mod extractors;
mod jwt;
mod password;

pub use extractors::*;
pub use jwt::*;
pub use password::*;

---

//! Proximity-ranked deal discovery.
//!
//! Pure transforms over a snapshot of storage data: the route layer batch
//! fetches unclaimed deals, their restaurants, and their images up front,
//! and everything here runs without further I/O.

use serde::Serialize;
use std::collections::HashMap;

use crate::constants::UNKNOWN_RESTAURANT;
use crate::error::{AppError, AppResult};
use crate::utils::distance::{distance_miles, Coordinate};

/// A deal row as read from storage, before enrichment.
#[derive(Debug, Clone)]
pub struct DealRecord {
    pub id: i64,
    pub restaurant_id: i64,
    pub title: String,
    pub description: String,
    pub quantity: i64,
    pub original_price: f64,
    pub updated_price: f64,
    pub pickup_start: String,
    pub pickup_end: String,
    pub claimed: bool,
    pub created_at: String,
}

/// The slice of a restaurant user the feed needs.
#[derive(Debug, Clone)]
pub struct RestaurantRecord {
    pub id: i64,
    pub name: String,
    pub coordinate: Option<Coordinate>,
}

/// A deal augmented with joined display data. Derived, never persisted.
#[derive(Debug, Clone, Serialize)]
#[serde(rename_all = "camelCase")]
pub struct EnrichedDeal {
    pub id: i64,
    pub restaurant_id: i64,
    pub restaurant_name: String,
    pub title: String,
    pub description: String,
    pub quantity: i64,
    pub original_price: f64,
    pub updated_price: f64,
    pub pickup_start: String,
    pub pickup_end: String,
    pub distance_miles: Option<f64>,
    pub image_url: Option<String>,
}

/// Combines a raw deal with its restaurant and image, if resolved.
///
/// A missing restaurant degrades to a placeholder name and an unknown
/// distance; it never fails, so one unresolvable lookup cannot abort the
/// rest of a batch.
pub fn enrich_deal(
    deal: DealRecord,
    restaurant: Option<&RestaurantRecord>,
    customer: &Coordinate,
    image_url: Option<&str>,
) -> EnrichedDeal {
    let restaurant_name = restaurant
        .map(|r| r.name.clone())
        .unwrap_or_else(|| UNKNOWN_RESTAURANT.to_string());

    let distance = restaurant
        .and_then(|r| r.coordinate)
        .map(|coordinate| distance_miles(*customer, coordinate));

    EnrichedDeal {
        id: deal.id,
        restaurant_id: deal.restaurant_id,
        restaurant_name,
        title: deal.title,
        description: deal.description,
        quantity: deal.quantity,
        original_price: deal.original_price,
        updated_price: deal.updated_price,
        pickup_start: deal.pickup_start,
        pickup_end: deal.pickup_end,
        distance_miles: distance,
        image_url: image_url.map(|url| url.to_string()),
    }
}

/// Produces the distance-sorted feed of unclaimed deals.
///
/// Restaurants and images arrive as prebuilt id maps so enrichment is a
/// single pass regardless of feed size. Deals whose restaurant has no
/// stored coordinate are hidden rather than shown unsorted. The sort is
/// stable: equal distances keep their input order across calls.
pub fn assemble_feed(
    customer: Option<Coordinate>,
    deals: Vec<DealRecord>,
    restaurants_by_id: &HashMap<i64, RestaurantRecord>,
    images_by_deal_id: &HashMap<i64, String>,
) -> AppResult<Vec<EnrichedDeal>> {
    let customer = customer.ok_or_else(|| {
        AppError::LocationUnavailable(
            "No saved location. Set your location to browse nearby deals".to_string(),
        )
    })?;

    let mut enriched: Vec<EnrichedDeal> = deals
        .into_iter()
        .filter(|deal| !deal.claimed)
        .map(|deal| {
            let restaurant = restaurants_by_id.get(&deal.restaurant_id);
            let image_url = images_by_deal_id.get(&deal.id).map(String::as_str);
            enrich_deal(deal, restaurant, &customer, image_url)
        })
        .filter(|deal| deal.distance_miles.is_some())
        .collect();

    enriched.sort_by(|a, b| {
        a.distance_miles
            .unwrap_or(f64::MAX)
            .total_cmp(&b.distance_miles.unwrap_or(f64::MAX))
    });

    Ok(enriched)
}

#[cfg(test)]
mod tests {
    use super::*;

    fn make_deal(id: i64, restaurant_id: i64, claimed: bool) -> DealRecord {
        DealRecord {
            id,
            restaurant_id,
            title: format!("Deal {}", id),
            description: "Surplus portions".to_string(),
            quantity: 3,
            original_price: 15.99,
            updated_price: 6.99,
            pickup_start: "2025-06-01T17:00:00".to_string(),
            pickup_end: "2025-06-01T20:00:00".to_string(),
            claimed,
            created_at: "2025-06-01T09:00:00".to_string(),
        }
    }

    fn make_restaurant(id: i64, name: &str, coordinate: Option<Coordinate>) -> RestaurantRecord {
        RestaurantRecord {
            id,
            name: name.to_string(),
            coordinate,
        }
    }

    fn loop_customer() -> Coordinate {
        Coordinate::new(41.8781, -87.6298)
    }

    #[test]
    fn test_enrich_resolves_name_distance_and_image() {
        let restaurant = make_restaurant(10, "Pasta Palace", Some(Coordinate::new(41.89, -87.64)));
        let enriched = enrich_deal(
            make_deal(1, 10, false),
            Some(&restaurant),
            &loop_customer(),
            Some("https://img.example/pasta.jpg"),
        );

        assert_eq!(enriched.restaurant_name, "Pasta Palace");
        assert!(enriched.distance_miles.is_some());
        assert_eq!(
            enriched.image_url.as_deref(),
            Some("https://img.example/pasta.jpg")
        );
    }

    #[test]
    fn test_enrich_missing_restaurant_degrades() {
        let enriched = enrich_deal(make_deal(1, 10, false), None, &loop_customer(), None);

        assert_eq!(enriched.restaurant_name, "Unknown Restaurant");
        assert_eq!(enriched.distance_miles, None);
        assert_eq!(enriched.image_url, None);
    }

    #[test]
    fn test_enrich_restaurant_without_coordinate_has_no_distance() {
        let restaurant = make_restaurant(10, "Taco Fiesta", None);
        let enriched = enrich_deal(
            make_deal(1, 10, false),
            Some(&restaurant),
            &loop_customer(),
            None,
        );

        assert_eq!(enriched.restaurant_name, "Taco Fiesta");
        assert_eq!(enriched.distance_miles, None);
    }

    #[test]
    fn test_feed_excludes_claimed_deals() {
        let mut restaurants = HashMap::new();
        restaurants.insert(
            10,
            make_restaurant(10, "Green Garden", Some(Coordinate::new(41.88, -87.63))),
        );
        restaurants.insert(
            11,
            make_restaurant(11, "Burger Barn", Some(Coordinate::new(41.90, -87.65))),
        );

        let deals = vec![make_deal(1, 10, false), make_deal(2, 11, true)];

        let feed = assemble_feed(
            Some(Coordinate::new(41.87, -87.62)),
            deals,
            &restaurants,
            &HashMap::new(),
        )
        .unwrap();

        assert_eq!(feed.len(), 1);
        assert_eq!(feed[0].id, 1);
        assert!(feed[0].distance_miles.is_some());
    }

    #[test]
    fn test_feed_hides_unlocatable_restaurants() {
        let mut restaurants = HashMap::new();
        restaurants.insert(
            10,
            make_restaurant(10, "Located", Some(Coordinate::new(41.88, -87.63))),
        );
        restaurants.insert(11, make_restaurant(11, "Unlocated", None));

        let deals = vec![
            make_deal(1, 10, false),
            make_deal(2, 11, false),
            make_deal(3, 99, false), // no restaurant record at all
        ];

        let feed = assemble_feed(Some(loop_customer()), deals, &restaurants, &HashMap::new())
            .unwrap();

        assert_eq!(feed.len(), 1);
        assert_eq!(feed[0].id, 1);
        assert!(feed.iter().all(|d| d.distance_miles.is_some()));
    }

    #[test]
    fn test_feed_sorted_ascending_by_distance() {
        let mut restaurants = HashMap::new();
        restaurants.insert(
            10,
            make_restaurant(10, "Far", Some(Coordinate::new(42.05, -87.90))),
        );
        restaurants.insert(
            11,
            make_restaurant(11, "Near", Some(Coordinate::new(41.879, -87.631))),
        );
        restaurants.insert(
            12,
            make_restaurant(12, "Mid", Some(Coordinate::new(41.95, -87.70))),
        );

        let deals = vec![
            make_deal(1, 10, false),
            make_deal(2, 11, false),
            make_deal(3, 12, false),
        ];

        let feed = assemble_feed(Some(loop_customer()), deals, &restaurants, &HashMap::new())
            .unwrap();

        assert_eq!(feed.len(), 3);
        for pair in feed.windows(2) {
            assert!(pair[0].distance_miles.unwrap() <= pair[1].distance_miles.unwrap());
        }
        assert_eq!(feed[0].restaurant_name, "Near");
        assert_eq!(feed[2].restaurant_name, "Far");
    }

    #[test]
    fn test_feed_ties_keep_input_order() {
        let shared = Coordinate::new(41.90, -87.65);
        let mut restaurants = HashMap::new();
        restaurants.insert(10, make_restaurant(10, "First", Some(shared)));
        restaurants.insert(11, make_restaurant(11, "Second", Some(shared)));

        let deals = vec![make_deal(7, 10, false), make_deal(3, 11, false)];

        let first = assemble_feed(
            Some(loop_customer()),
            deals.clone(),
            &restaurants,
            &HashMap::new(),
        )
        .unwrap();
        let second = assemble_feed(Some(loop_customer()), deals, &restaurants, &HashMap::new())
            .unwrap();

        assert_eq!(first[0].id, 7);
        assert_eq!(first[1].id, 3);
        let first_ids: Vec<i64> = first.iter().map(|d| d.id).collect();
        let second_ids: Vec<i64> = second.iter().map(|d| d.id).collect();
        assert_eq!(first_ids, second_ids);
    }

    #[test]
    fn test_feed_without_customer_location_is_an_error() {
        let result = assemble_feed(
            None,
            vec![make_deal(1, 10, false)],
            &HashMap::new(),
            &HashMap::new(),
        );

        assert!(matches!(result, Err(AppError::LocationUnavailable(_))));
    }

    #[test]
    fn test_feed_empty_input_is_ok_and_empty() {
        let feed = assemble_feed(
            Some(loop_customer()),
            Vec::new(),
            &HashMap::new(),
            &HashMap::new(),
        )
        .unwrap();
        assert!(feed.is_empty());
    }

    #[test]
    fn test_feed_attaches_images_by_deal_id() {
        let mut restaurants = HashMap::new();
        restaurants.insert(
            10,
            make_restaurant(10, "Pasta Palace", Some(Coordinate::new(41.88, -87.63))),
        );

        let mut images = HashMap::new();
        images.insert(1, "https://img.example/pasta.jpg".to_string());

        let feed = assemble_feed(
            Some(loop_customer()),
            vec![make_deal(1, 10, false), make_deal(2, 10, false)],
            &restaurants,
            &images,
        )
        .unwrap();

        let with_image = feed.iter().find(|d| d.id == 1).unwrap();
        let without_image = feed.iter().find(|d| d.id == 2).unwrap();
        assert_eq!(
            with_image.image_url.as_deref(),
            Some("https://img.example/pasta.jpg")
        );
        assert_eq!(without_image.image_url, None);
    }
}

* WHAT IS REQUIRED: From the material above, retype precisely the lines between the line holding "mod extractors;" and the line holding "pub use password::*;", inclusive, and nothing beyond them.

* TASK SOLUTION:
mod extractors;
mod jwt;
mod password;

pub use extractors::*;
pub use jwt::*;
pub use password::*;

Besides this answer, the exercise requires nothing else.